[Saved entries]
=== Begin Enclosure ===

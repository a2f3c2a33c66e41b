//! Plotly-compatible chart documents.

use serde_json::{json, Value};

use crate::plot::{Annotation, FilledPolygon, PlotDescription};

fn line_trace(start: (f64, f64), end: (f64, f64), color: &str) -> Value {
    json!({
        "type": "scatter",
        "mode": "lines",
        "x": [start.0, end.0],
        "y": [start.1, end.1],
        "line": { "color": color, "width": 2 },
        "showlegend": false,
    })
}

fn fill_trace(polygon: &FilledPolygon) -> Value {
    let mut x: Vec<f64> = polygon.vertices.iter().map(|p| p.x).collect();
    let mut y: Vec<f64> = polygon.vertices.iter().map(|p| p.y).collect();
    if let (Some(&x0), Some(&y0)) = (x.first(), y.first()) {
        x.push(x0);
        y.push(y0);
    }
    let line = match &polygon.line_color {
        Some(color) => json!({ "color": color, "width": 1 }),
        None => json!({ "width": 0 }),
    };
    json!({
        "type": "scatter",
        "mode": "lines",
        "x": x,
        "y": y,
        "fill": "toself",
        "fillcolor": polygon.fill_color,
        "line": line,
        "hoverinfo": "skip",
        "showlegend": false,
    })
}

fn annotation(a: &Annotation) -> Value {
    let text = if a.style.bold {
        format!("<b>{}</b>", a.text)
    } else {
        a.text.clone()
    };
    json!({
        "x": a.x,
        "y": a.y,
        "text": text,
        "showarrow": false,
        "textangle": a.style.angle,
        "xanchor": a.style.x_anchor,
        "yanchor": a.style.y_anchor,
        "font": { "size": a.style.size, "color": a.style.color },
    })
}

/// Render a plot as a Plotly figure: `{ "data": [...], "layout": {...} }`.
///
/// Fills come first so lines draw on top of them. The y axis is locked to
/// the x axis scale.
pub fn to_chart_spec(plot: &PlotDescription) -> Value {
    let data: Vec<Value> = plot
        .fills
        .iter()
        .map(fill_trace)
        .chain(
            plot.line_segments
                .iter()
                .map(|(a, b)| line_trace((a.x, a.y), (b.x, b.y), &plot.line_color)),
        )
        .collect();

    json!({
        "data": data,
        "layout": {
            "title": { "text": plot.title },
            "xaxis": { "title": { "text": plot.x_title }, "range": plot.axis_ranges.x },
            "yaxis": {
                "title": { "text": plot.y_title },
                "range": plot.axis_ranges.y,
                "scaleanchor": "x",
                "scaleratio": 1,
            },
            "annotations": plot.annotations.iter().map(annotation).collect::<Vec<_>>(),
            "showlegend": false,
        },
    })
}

=== End Enclosure ===
=== Begin Enclosure ===

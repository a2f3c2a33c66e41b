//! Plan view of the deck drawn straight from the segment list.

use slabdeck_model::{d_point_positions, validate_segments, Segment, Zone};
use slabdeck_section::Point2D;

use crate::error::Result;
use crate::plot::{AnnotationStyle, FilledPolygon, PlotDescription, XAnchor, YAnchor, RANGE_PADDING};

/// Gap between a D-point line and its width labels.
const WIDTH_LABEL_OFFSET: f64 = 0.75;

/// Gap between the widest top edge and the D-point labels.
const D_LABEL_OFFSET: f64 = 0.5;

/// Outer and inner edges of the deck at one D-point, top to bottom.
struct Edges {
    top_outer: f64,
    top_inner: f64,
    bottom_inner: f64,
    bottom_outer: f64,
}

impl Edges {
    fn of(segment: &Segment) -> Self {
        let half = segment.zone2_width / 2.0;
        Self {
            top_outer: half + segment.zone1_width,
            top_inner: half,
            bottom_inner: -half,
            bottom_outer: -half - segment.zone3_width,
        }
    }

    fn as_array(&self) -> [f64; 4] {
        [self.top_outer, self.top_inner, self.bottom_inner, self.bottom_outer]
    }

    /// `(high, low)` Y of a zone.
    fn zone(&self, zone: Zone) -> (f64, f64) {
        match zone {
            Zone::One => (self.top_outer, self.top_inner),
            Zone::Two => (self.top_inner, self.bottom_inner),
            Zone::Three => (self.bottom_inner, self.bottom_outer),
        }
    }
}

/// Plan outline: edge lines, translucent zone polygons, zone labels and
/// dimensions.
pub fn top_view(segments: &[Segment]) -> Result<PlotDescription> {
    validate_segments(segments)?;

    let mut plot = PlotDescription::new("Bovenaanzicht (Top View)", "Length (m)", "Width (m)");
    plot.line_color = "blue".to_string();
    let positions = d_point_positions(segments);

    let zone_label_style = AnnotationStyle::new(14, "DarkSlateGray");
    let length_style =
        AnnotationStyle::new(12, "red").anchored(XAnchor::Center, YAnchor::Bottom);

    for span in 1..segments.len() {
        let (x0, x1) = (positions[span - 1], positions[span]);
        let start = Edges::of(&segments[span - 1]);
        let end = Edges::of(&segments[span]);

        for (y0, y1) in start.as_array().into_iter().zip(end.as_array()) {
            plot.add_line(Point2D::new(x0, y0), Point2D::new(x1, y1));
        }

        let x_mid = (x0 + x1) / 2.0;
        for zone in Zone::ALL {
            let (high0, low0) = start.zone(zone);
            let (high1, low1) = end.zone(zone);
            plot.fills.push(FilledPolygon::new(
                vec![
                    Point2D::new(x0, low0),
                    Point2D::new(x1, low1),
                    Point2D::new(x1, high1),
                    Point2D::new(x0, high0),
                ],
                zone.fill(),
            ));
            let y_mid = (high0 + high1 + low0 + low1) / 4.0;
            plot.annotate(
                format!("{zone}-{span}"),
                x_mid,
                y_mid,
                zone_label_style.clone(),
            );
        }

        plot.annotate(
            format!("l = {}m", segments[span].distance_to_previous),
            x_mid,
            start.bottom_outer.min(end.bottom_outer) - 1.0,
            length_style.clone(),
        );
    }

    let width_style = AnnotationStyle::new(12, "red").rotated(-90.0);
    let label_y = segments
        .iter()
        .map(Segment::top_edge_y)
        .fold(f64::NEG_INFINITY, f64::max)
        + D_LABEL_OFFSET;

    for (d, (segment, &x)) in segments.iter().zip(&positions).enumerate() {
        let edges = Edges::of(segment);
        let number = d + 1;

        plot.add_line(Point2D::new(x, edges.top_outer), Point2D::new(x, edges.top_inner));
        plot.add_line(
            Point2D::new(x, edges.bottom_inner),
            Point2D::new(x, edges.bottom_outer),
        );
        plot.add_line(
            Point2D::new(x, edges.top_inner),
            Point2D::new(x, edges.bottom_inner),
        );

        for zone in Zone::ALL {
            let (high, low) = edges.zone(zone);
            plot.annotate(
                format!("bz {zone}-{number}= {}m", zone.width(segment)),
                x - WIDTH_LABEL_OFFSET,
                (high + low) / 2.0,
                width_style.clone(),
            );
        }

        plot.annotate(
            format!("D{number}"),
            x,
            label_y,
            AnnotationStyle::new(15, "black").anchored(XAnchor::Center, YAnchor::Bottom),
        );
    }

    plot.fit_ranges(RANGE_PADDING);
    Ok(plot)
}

=== End Enclosure ===

*Work task:* Return, in full, every line of these entries that holds "lines".

*Exercise response:*
        "mode": "lines",
        "mode": "lines",
/// Fills come first so lines draw on top of them. The y axis is locked to
/// Plan outline: edge lines, translucent zone polygons, zone labels and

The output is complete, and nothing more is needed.